As mulheres e a Inquisição
por Lúcia Facco
Como escritora eu sempre me aventurei pelo campo das narrativas curtas: contos, cartas. Mas resolvi tentar escrever um romance, e quando isso aconteceu, fiquei pensando a respeito do assunto, buscando um tema que me interessasse tanto a ponto de fazer parte de minha vida durante alguns meses.
Certo dia, estava lendo o Malleus Maleficarum, o martelo das feiticeiras, que se trata de um “manual” para os inquisidores, com técnicas de tortura orientadas. Publicado no ano de 1486, é um verdadeiro requinte de sadismo. Na edição brasileira, há uma introdução histórica escrita por Rose Marie Muraro que fala da época em que a sociedade era matriarcal e de quando os homens descobriram que podiam se utilizar de sua força física para subjugar as mulheres, passando a ter o controle social com todas as vantagens que poderiam obter a partir daí.
Fiquei fascinada pelo assunto e passei a ler compulsivamente tudo o que podia sobre a dominação masculina e sua relação com a Inquisição.

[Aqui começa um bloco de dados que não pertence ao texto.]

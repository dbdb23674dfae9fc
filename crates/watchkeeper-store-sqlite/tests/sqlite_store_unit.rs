// crates/watchkeeper-store-sqlite/tests/sqlite_store_unit.rs
// ============================================================================
// Module: SQLite Control Store Unit Tests
// Description: Integrity tests for state, events, intents, cursors, and
//              registries.
// Purpose: Validate last-write-wins upserts, append-only dedupe, sequence
//          monotonicity, cursor advancement, and schema versioning.
// ============================================================================

//! ## Overview
//! Unit-level tests for store invariants:
//! - State upserts are idempotent with last-write-wins by `observed_at`
//! - Duplicate stable event ids are rejected; sequences are monotonic
//! - Intent storage is idempotent; action updates require existing rows
//! - Twitch cursors only advance forward
//! - Schema version mismatch fails closed on open

#![allow(
    clippy::panic,
    clippy::unwrap_used,
    clippy::expect_used,
    clippy::panic_in_result_fn,
    clippy::unwrap_in_result,
    reason = "Test-only assertions and helpers are permitted."
)]

use serde_json::json;
use tempfile::TempDir;
use watchkeeper_core::ActionState;
use watchkeeper_core::BiasEntry;
use watchkeeper_core::BiasLexicon;
use watchkeeper_core::EventDraft;
use watchkeeper_core::EventFilter;
use watchkeeper_core::EventId;
use watchkeeper_core::EventLog;
use watchkeeper_core::EventType;
use watchkeeper_core::FeedbackRecord;
use watchkeeper_core::IntentLog;
use watchkeeper_core::IntentRecord;
use watchkeeper_core::ProposedAction;
use watchkeeper_core::Rating;
use watchkeeper_core::RequestId;
use watchkeeper_core::SetState;
use watchkeeper_core::Severity;
use watchkeeper_core::StateKey;
use watchkeeper_core::StateStore;
use watchkeeper_core::StoreError;
use watchkeeper_core::TwitchCategory;
use watchkeeper_core::TwitchEventRecord;
use watchkeeper_core::TwitchLog;
use watchkeeper_core::UtcMillis;
use watchkeeper_core::WatchCondition;
use watchkeeper_store_sqlite::SqliteControlStore;
use watchkeeper_store_sqlite::SqliteStoreConfig;
use watchkeeper_store_sqlite::SqliteStoreError;
use watchkeeper_store_sqlite::SqliteStoreMode;
use watchkeeper_store_sqlite::SqliteSyncMode;

// ============================================================================
// SECTION: Helpers
// ============================================================================

fn config_for(dir: &TempDir) -> SqliteStoreConfig {
    SqliteStoreConfig {
        path: dir.path().join("watchkeeper.db"),
        busy_timeout_ms: 1_000,
        journal_mode: SqliteStoreMode::Wal,
        sync_mode: SqliteSyncMode::Full,
        read_pool_size: 2,
        event_channel_capacity: 16,
    }
}

fn open_store(dir: &TempDir) -> SqliteControlStore {
    SqliteControlStore::new(&config_for(dir)).expect("open store")
}

fn set(key: &str, value: serde_json::Value, observed_at: i64) -> SetState {
    SetState {
        key: StateKey::parse(key).expect("key"),
        value,
        source: "test".to_string(),
        confidence: None,
        observed_at: UtcMillis::from_unix_millis(observed_at),
        quiet: false,
    }
}

fn draft(event_id: &str, event_type: EventType) -> EventDraft {
    EventDraft {
        event_id: EventId::new(event_id),
        ts: UtcMillis::from_unix_millis(1_700_000_000_000),
        event_type,
        source: "test".to_string(),
        session_id: None,
        correlation_id: None,
        incident_id: None,
        watch_condition: WatchCondition::Standby,
        severity: Severity::Info,
        payload: json!({}),
        tags: Vec::new(),
    }
}

fn intent(request_id: &str, actions: usize) -> IntentRecord {
    IntentRecord {
        request_id: RequestId::new(request_id),
        mode: "assist".to_string(),
        domain: "lights".to_string(),
        urgency: "normal".to_string(),
        user_text: "set the mood".to_string(),
        needs_tools: true,
        clarifying_questions: Vec::new(),
        retrieval_refs: Vec::new(),
        actions: (0..actions)
            .map(|index| ProposedAction {
                action_id: format!("a{index}").into(),
                tool: "lights.scene".into(),
                params: json!({ "scene": "calm" }),
            })
            .collect(),
        response_text: "on it".to_string(),
        received_at: UtcMillis::from_unix_millis(1_700_000_000_000),
    }
}

// ============================================================================
// SECTION: State Tests
// ============================================================================

#[test]
fn state_upsert_is_last_write_wins_by_observed_at() {
    let dir = TempDir::new().expect("tempdir");
    let store = open_store(&dir);

    let first = store.set_state(set("ed.running", json!(true), 2_000)).expect("first write");
    assert!(first.accepted);
    assert!(first.changed);

    // An older observation is rejected.
    let stale = store.set_state(set("ed.running", json!(false), 1_000)).expect("stale write");
    assert!(!stale.accepted);
    let current = store
        .get_state(&StateKey::parse("ed.running").expect("key"))
        .expect("read")
        .expect("entry");
    assert_eq!(current.value, json!(true));

    // Re-writing the same value is accepted but unchanged.
    let same = store.set_state(set("ed.running", json!(true), 3_000)).expect("same write");
    assert!(same.accepted);
    assert!(!same.changed);
}

#[test]
fn list_state_respects_segment_boundaries() {
    let dir = TempDir::new().expect("tempdir");
    let store = open_store(&dir);
    store.set_state(set("ed.running", json!(true), 1)).expect("write");
    store.set_state(set("ed.telemetry.docked", json!(false), 1)).expect("write");
    store.set_state(set("music.playing", json!(true), 1)).expect("write");

    let entries = store.list_state("ed").expect("list");
    assert_eq!(entries.len(), 2);
    let entries = store.list_state("ed.telemetry").expect("list");
    assert_eq!(entries.len(), 1);
    let entries = store.list_state("").expect("list all");
    assert_eq!(entries.len(), 3);
}

// ============================================================================
// SECTION: Event Tests
// ============================================================================

#[test]
fn duplicate_event_ids_are_rejected() {
    let dir = TempDir::new().expect("tempdir");
    let store = open_store(&dir);
    store.append_event(draft("ev-1", EventType::StateChanged)).expect("first");
    let duplicate = store.append_event(draft("ev-1", EventType::StateChanged));
    assert!(matches!(duplicate, Err(StoreError::DuplicateEventId(_))));
    let events = store.read_events(&EventFilter::default()).expect("read");
    assert_eq!(events.len(), 1);
}

#[test]
fn sequences_increase_in_emit_order() {
    let dir = TempDir::new().expect("tempdir");
    let store = open_store(&dir);
    let first = store.append_event(draft("ev-1", EventType::StateChanged)).expect("first");
    let second = store.append_event(draft("ev-2", EventType::PolicyDecision)).expect("second");
    assert!(second.seq > first.seq);

    let forward = store
        .read_events(&EventFilter {
            since_seq: Some(first.seq),
            ..EventFilter::default()
        })
        .expect("forward read");
    assert_eq!(forward.len(), 1);
    assert_eq!(forward[0].seq, second.seq);
}

#[test]
fn event_filters_select_by_type_and_correlation() {
    let dir = TempDir::new().expect("tempdir");
    let store = open_store(&dir);
    let mut tagged = draft("ev-1", EventType::ActionDenied);
    tagged.correlation_id = Some("inc-1".into());
    store.append_event(tagged).expect("tagged");
    store.append_event(draft("ev-2", EventType::StateChanged)).expect("untagged");

    let by_type = store
        .read_events(&EventFilter {
            event_type: Some(EventType::ActionDenied),
            ..EventFilter::default()
        })
        .expect("by type");
    assert_eq!(by_type.len(), 1);

    let by_correlation = store
        .read_events(&EventFilter {
            correlation_id: Some("inc-1".into()),
            ..EventFilter::default()
        })
        .expect("by correlation");
    assert_eq!(by_correlation.len(), 1);
    assert_eq!(by_correlation[0].draft.event_id.as_str(), "ev-1");
}

#[test]
fn subscribers_observe_committed_events() {
    let dir = TempDir::new().expect("tempdir");
    let store = open_store(&dir);
    let mut receiver = store.subscribe();
    let committed = store.append_event(draft("ev-1", EventType::TwitchEvent)).expect("append");
    let observed = receiver.try_recv().expect("broadcast");
    assert_eq!(observed.seq, committed.seq);
}

// ============================================================================
// SECTION: Intent Tests
// ============================================================================

#[test]
fn intent_storage_is_idempotent_by_request_id() {
    let dir = TempDir::new().expect("tempdir");
    let store = open_store(&dir);
    store.put_intent(intent("req-1", 2)).expect("first put");
    store.put_intent(intent("req-1", 2)).expect("replay put");

    let actions = store.list_actions(&RequestId::new("req-1")).expect("actions");
    assert_eq!(actions.len(), 2);
    assert!(actions.iter().all(|action| action.state == ActionState::Queued));
    assert_eq!(actions[0].action_id.as_str(), "a0");
    assert_eq!(actions[1].action_id.as_str(), "a1");
}

#[test]
fn action_updates_require_an_existing_row() {
    let dir = TempDir::new().expect("tempdir");
    let store = open_store(&dir);
    store.put_intent(intent("req-1", 1)).expect("put");
    let mut action =
        store.list_actions(&RequestId::new("req-1")).expect("actions").remove(0);
    action.transition(ActionState::Approved).expect("approve");
    store.update_action(&action).expect("update");

    let mut ghost = action.clone();
    ghost.action_id = "missing".into();
    assert!(matches!(store.update_action(&ghost), Err(StoreError::NotFound(_))));
}

#[test]
fn feedback_requires_a_known_request() {
    let dir = TempDir::new().expect("tempdir");
    let store = open_store(&dir);
    let feedback = FeedbackRecord {
        request_id: RequestId::new("req-missing"),
        rating: Rating::Up,
        correction_text: None,
        received_at: UtcMillis::from_unix_millis(1),
    };
    assert!(matches!(store.record_feedback(feedback), Err(StoreError::NotFound(_))));

    store.put_intent(intent("req-1", 0)).expect("put");
    let feedback = FeedbackRecord {
        request_id: RequestId::new("req-1"),
        rating: Rating::Down,
        correction_text: Some("wrong scene".to_string()),
        received_at: UtcMillis::from_unix_millis(2),
    };
    store.record_feedback(feedback).expect("record");
}

// ============================================================================
// SECTION: Twitch Tests
// ============================================================================

fn twitch_event(event_id: &str, marker: i64, user_id: &str, redeem: Option<&str>) -> TwitchEventRecord {
    TwitchEventRecord {
        event_id: EventId::new(event_id),
        category: if redeem.is_some() { TwitchCategory::Redeem } else { TwitchCategory::Chat },
        received_at: UtcMillis::from_unix_millis(marker),
        marker,
        user_id: Some(user_id.to_string()),
        user_login: Some(format!("login_{user_id}")),
        redeem_title: redeem.map(ToString::to_string),
        payload: json!({}),
    }
}

#[test]
fn cursors_only_advance_forward() {
    let dir = TempDir::new().expect("tempdir");
    let store = open_store(&dir);
    let at = UtcMillis::from_unix_millis(1);
    assert_eq!(store.twitch_cursor(TwitchCategory::Chat).expect("cursor"), None);
    store.advance_twitch_cursor(TwitchCategory::Chat, 100, at).expect("advance");
    store.advance_twitch_cursor(TwitchCategory::Chat, 101, at).expect("advance again");
    assert!(store.advance_twitch_cursor(TwitchCategory::Chat, 101, at).is_err());
    assert!(store.advance_twitch_cursor(TwitchCategory::Chat, 50, at).is_err());
    assert_eq!(store.twitch_cursor(TwitchCategory::Chat).expect("cursor"), Some(101));

    // Cursors are independent per category.
    store.advance_twitch_cursor(TwitchCategory::Redeem, 10, at).expect("other category");
}

#[test]
fn user_rollups_aggregate_without_scanning() {
    let dir = TempDir::new().expect("tempdir");
    let store = open_store(&dir);
    store.append_twitch_event(twitch_event("tw-1", 1, "42", None)).expect("append");
    store.append_twitch_event(twitch_event("tw-2", 2, "42", Some("hydrate"))).expect("append");
    store.append_twitch_event(twitch_event("tw-3", 3, "42", Some("hydrate"))).expect("append");
    store.append_twitch_event(twitch_event("tw-4", 4, "7", Some("lurk"))).expect("append");

    let summary = store.twitch_user_summary("42").expect("summary").expect("present");
    assert_eq!(summary.event_count, 3);
    assert_eq!(summary.last_seen, Some(UtcMillis::from_unix_millis(3)));

    let redeems = store.twitch_top_redeems("42", 5).expect("redeems");
    assert_eq!(redeems.len(), 1);
    assert_eq!(redeems[0].title, "hydrate");
    assert_eq!(redeems[0].count, 2);

    assert!(store.twitch_user_summary("nobody").expect("summary").is_none());

    let recent = store.recent_twitch_events(2).expect("recent");
    assert_eq!(recent.len(), 2);
    assert_eq!(recent[0].event_id.as_str(), "tw-4");
}

// ============================================================================
// SECTION: Registry Tests
// ============================================================================

#[test]
fn bias_entries_are_unique_by_phrase_and_mode() {
    let dir = TempDir::new().expect("tempdir");
    let store = open_store(&dir);
    let entry = BiasEntry {
        phrase: "Frame Shift Drive".to_string(),
        normalized: BiasEntry::normalize("Frame  Shift Drive"),
        mode: Some("GAME".to_string()),
        weight: 2.0,
        active: true,
    };
    store.upsert_bias(entry.clone()).expect("insert");
    let updated = BiasEntry {
        weight: 5.0,
        ..entry
    };
    store.upsert_bias(updated).expect("upsert");

    let listed = store.list_bias(Some("GAME")).expect("list");
    assert_eq!(listed.len(), 1);
    assert!((listed[0].weight - 5.0).abs() < f64::EPSILON);

    // Unscoped entries apply to every mode.
    let global = BiasEntry {
        phrase: "sitrep".to_string(),
        normalized: "sitrep".to_string(),
        mode: None,
        weight: 1.0,
        active: true,
    };
    store.upsert_bias(global).expect("global");
    assert_eq!(store.list_bias(Some("GAME")).expect("list").len(), 2);
    assert_eq!(store.list_bias(None).expect("list").len(), 2);
}

// ============================================================================
// SECTION: Schema Tests
// ============================================================================

#[test]
fn schema_version_mismatch_fails_closed() {
    let dir = TempDir::new().expect("tempdir");
    let config = config_for(&dir);
    drop(open_store(&dir));

    let connection = rusqlite::Connection::open(&config.path).expect("raw open");
    connection.execute("UPDATE store_meta SET version = 99", []).expect("tamper");
    drop(connection);

    let reopened = SqliteControlStore::new(&config);
    assert!(matches!(reopened, Err(SqliteStoreError::VersionMismatch(_))));
}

Esta prática se desenvolveu largamente na sociedade européia, especialmente contra as mulheres. Nas aldeias e vilas havia sempre uma mulher com conhecimentos sobre ervas medicinais, partos e que, muitas vezes, “predizia o futuro”. Geralmente eram mulheres velhas, tanto que a imagem da “bruxa” que chegou até os dias de hoje é de uma velha encarquilhada e malvada. As pessoas da época preferiam entregar-se aos cuidados daquelas mulheres que, tradicionalmente, eram responsáveis pela saúde de todos e possuíam um conhecimento antigo e seguro, transmitido de geração em geração. Os raríssimos médicos (homens) disponíveis eram preteridos, acontecendo o mesmo com a Igreja, já que essas “sábias” eram consultadas sobre questões cotidianas como o clima, a higiene, a fertilidade, a saúde do gado etc.
Era totalmente inadmissível para as autoridades da época que as mulheres, que ocupavam uma posição social subalterna, tivessem tanto status e prestígio.
A Igreja, que sempre foi misógina, logo se encarregou de criar uma série de idéias que ligavam essas mulheres sábias à bruxaria, inaugurando uma verdadeira cruzada contra as mulheres, colocando-as em “seus lugares”. Elas passaram a ser vistas com suspeita pela sociedade, constituída em maior parte por camponeses ignorantes e supersticiosos, que aceitou essa “caça às bruxas” prontamente, dando início a uma perseguição insana conhecida como Santa Inquisição.
Este assunto ficou me assombrando por muito tempo, até que resolvi “purgá-lo” escrevendo sobre ele. Através da literatura pude mudar o destino de algumas dessas mulheres perseguidas, torturadas e assassinadas para distração de verdadeiras multidões. E mais, incluí nesses novos destinos, salvos dessa loucura, um outro tema tão execrado pelos intolerantes/ignorantes de plantão: relações amorosas entre mulheres. Foi assim que escrevi As guardiãs da magia
Confesso que no início, acostumada que estava a concluir os contos rapidamente, durante os meses em que escrevi o romance apaixonei-me pelas minhas próprias personagens e estabeleci com elas uma relação conturbada, na qual me acordavam no meio da noite, exigindo uma continuação para situações deixadas pela metade no processo de escritura.
Se por um lado foi um tanto angustiante, por outro me deleitei com a liberdade de desenvolver bastante a personalidade das personagens e de criar diversas situações para elas.
O fim do romance, na verdade, foi a imposição que fiz a mim mesma de colocar um ponto final, que acabou se transformando em reticências.
As vidas de Sira, Ariadne, Sibila, Érico, Lourenço e dos outros continuam. E eles, que me deram umas férias, já estão me chamando para recomeçar a partir daquele ponto, por isso as reticências.
Vem um segundo volume por aí. Nos aguardem.